Moving on to the future of maternity services more generally, my overriding constituency concern at the moment is the future of the Horton general hospital. In fact, if I am honest, it occupies most of my waking moments, and my children complained during our summer holiday in August that I cannot formulate a sentence without the word “Horton” in it, which I fear is true. This summer, I found the lid repeatedly lifted on my own experiences, as we have real safety concerns about the downgrading of our obstetrics unit at the Horton general hospital.

Since last week, a midwife-led unit remains at the Horton general hospital, but all mothers who might—might, not necessarily will—need obstetric care, which is of course the majority of them, have to go under their own steam or be transferred as an emergency to the John Radcliffe hospital in Oxford. In a blue-light ambulance, that journey of between 22 and 27 miles, depending on the route taken, takes about 45 minutes. If my labouring mothers travel in their own car—of course, not all of them have one—the journey can easily take up to an hour and a half, depending on where they live and on the state of the Oxford traffic. The decision to downgrade the service was taken on safety grounds, as the trust had failed to recruit enough obstetricians, but I must say that I have severe safety concerns for the mothers and babies in our area. In 2008, an Independent Reconfiguration Panel report concluded that the distance was too far for our unit to be downgraded. As I see it, nothing has changed except that the Oxford traffic has worsened. I am keen, generally, that we start to be kinder to mothers during pregnancy and birth, and in my view, that does not mean encouraging them to labour in the back of the car on the A34.

We know that personal care leads to better outcomes. We need to take very careful note of Baroness Cumberlege’s recommendations in her “Better Births” report. She said that births should

“become safer, more personalised, kinder, professional and more family friendly”.

We must use the impetus of events such as this week to drive through her major recommendations.
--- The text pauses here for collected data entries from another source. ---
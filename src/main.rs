use std::io::{self, Write};
use std::process::ExitCode;

use lr_forge::cli::{self, parse_args, resolve_discipline};
use lr_forge::trace::set_verbose;

fn main() -> ExitCode {
    let args = parse_args();
    set_verbose(args.verbose);

    let discipline = match resolve_discipline(&args) {
        Ok(d) => d,
        Err(msg) => {
            eprintln!("error: {msg}");
            return ExitCode::FAILURE;
        }
    };

    let stdin = io::stdin();
    let mut input = stdin.lock();
    let stdout = io::stdout();
    let mut output = stdout.lock();

    match cli::run(discipline, &mut input, &mut output) {
        Ok(()) => ExitCode::SUCCESS,
        Err(err) => {
            let _ = output.flush();
            eprintln!("error: {err}");
            ExitCode::FAILURE
        }
    }
}
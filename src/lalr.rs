//! LALR(1) merger (spec Section 4.4): partitions the LR(1) canonical
//! collection by LR(0) core and unions lookaheads within each partition.
//!
//! Grounded on `lalr.cpp`'s core-merge pass (`original_source/parsers/
//! lalr.cpp`, lines ~230-390): group states sharing a core, union the
//! per-item lookahead sets, then remap every transition through the
//! resulting partition index.

use std::collections::BTreeSet;

use indexmap::{IndexMap, IndexSet};

use crate::index::{ProdIndex, StateIndex, StateVec};
use crate::items::{Collection, Item, State};
use crate::symbol::SymbolIndex;

type Core = BTreeSet<(ProdIndex, usize)>;

fn core_of(state: &State) -> Core {
    state.items.iter().map(|it| (it.prod, it.dot)).collect()
}

/// Merges LR(1) states sharing an LR(0) core into one LALR(1) state each,
/// remapping transitions accordingly. The input `collection` is assumed
/// to have been built with `Discipline::Clr1` (lookahead-carrying items).
pub fn merge(collection: &Collection) -> Collection {
    let mut partitions: IndexMap<Core, Vec<StateIndex>> = IndexMap::new();
    for idx in collection.states.indices() {
        let core = core_of(&collection.states[idx]);
        partitions.entry(core).or_default().push(idx);
    }

    let mut remap: IndexMap<StateIndex, StateIndex> = IndexMap::new();
    let mut merged_states: StateVec<State> = StateVec::new();

    for (lalr_idx, members) in partitions.values().enumerate() {
        let lalr_idx = StateIndex(lalr_idx);
        for &member in members {
            remap.insert(member, lalr_idx);
        }

        let mut by_core: IndexMap<(ProdIndex, usize), IndexSet<SymbolIndex>> = IndexMap::new();
        for &member in members {
            for item in &collection.states[member].items {
                let lookaheads = by_core.entry((item.prod, item.dot)).or_default();
                if let Some(la) = item.lookahead {
                    lookaheads.insert(la);
                }
            }
        }

        let mut items = IndexSet::new();
        for ((prod, dot), lookaheads) in by_core {
            for la in lookaheads {
                items.insert(Item {
                    prod,
                    dot,
                    lookahead: Some(la),
                });
            }
        }

        merged_states.push(State { items });
    }

    let mut transitions = IndexMap::new();
    for (&(from, sym), &to) in &collection.transitions {
        let new_from = remap[&from];
        let new_to = remap[&to];
        transitions.insert((new_from, sym), new_to);
    }

    Collection {
        states: merged_states,
        transitions,
    }
}

#[cfg(test)]
mod tests {
    use super::*;
    use crate::grammar::Grammar;
    use crate::items::{canonical_collection, Discipline};
    use crate::sets::first_sets;

    fn lines(xs: &[&str]) -> Vec<String> {
        xs.iter().map(|s| s.to_string()).collect()
    }

    #[test]
    fn merge_collapses_by_core() {
        // Classic LALR reduce/reduce-introducing grammar.
        let g = Grammar::from_lines(
            &lines(&[
                "S -> a A d",
                "S -> b B d",
                "S -> a B e",
                "S -> b A e",
                "A -> c",
                "B -> c",
            ]),
            1,
        )
        .unwrap();
        let firsts = first_sets(&g);
        let clr = canonical_collection(&g, &firsts, Discipline::Clr1);
        let lalr = merge(&clr);

        // The LALR state count must equal the number of distinct LR(0)
        // cores in the LR(1) collection (spec Section 8 invariant).
        let distinct_cores: std::collections::HashSet<Core> =
            clr.states.iter().map(core_of).collect();
        assert_eq!(lalr.states.len(), distinct_cores.len());
        assert!(lalr.states.len() < clr.states.len());
    }
}
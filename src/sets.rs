//! FIRST and FOLLOW set computation (spec Section 4.2).
//!
//! Grounded on `first_sets`/`firsts`/`follow_sets` in
//! `andrewbaxter-fork_rustemo/src/table.rs`, adapted to carry nullability as
//! an explicit flag instead of an interned empty-string symbol, and to key
//! sets by [`SymbolIndex`] via [`SymbolVec`] rather than a `HashMap`.

use indexmap::IndexSet;

use crate::grammar::Grammar;
use crate::index::{SymbolIndex, SymbolVec};

#[derive(Debug, Clone, Default)]
pub struct FirstSet {
    pub terminals: IndexSet<SymbolIndex>,
    pub nullable: bool,
}

#[derive(Debug)]
pub struct FirstSets(SymbolVec<FirstSet>);

impl FirstSets {
    pub fn of(&self, symbol: SymbolIndex) -> &FirstSet {
        &self.0[symbol]
    }
}

/// Computes FIRST(X) for every symbol X by fixpoint iteration, per spec
/// 4.2. Terminals seed to `{X}`; non-terminals accumulate from their
/// productions' right-hand sides until a full pass adds nothing.
pub fn first_sets(grammar: &Grammar) -> FirstSets {
    let mut sets: SymbolVec<FirstSet> = SymbolVec::new();
    for sym in grammar.symbols.indices() {
        let mut set = FirstSet::default();
        if grammar.symbols.is_terminal(sym) {
            set.terminals.insert(sym);
        }
        sets.push(set);
    }

    loop {
        let mut changed = false;

        for prod in grammar.productions.indices() {
            let p = grammar.production(prod);
            if !grammar.symbols.is_nonterminal(p.lhs) {
                continue;
            }

            if p.is_empty() {
                if !sets[p.lhs].nullable {
                    sets[p.lhs].nullable = true;
                    changed = true;
                }
                continue;
            }

            let mut all_nullable = true;
            for &sym in &p.rhs {
                let before = sets[p.lhs].terminals.len();
                let sym_terms: Vec<SymbolIndex> = sets[sym].terminals.iter().copied().collect();
                sets[p.lhs].terminals.extend(sym_terms);
                if sets[p.lhs].terminals.len() > before {
                    changed = true;
                }

                if !sets[sym].nullable {
                    all_nullable = false;
                    break;
                }
            }

            if all_nullable && !sets[p.lhs].nullable {
                sets[p.lhs].nullable = true;
                changed = true;
            }
        }

        if !changed {
            break;
        }
    }

    FirstSets(sets)
}

/// FIRST of a sequence with a carried lookahead, per spec 4.2: FIRST(β)
/// with ε replaced by `{a}`. Used by LR(1) closure. `a` is always a single
/// terminal (possibly `$`).
pub fn first_of_sequence(
    firsts: &FirstSets,
    seq: &[SymbolIndex],
    lookahead: SymbolIndex,
) -> IndexSet<SymbolIndex> {
    let mut result = IndexSet::new();
    let mut all_nullable = true;

    for &sym in seq {
        let set = firsts.of(sym);
        result.extend(set.terminals.iter().copied());
        if !set.nullable {
            all_nullable = false;
            break;
        }
    }

    if all_nullable {
        result.insert(lookahead);
    }

    result
}

#[derive(Debug)]
pub struct FollowSets(SymbolVec<IndexSet<SymbolIndex>>);

impl FollowSets {
    pub fn of(&self, symbol: SymbolIndex) -> &IndexSet<SymbolIndex> {
        &self.0[symbol]
    }
}

/// Computes FOLLOW(A) for every non-terminal A, per spec 4.2. Used only by
/// SLR(1); CLR(1)/LALR(1) carry their own lookahead through closure
/// instead.
pub fn follow_sets(grammar: &Grammar, firsts: &FirstSets) -> FollowSets {
    let mut sets: SymbolVec<IndexSet<SymbolIndex>> = SymbolVec::new();
    for _ in grammar.symbols.indices() {
        sets.push(IndexSet::new());
    }

    sets[grammar.augmented_start].insert(grammar.end_marker);

    loop {
        let mut changed = false;

        for prod in grammar.productions.indices() {
            let p = grammar.production(prod);
            for (i, &b) in p.rhs.iter().enumerate() {
                if !grammar.symbols.is_nonterminal(b) {
                    continue;
                }

                let beta = &p.rhs[i + 1..];
                let before = sets[b].len();

                if beta.is_empty() {
                    let lhs_follow: Vec<SymbolIndex> = sets[p.lhs].iter().copied().collect();
                    sets[b].extend(lhs_follow);
                } else {
                    let beta_first = first_of_sequence(firsts, beta, grammar.end_marker);
                    let nullable = beta.iter().all(|&s| firsts.of(s).nullable);
                    for t in &beta_first {
                        if *t != grammar.end_marker || !nullable {
                            sets[b].insert(*t);
                        }
                    }
                    if nullable {
                        let lhs_follow: Vec<SymbolIndex> = sets[p.lhs].iter().copied().collect();
                        sets[b].extend(lhs_follow);
                    }
                }

                if sets[b].len() > before {
                    changed = true;
                }
            }
        }

        if !changed {
            break;
        }
    }

    FollowSets(sets)
}
//! Uncacheable ping endpoint around a pluggable health probe.
//!
//! The core lives in [`ping`]: a [`PingController`] runs an optional
//! [`Probe`] once per request, classifies what happened and renders a
//! plain-text response that no cache will keep. [`diagnostic`] supplies the
//! soft-failure channel probes report through, [`logger`] the sink the
//! controller reports to. [`api`], [`checks`] and [`config`] wrap the core
//! into a standalone service.

pub mod api;
pub mod checks;
pub mod config;
pub mod diagnostic;
pub mod error;
pub mod logger;
pub mod ping;

pub use config::Config;
pub use error::{Fault, ProbeError};
pub use ping::{PingController, Probe};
Chief among these recommendations must be the recommendation for continuity not of care but of the carer, which has been shown to reduce premature deaths by 24%. Professor Lesley Regan, recently elected the first woman president of the Royal College of Obstetricians and Gynaecologists for 64 years, has done a plethora of well-evidenced research on miscarriage, demonstrating again and again that a system of reassurance and continuity, with weekly scans and meetings with a midwife, has reduced the rate of recurrent miscarriage by 80%. That figure of 80% is for women who have miscarried three or four times.

My hon. Friend the Member for Eddisbury mentioned the excellent work being done at Queen Charlotte’s as well. In this context, I am troubled that the sustainability and transformation plans might push us towards larger and larger units with less personal care. I may be wrong— I hope I am—and perhaps it is safer for such giant units to deliver the majority of babies, but I worry that in our case in Banbury decisions are being taken about my constituents without their views being considered and without real evidence of the risks involved.

Everyone in the House today is clearly committed to reducing baby loss, and I have never heard such emotion in a debate. We have evidenced-based research to show us how, in part, to do that. I refer the Minister very firmly to Baroness Cumberlege’s report. Yes, better bereavement care is important. Sadly, some babies will always die, as mine did, but let us really now make a commitment to reduce miscarriages and deaths from prematurity.

I need to be able to tell my constituents that they will not have to suffer as I did.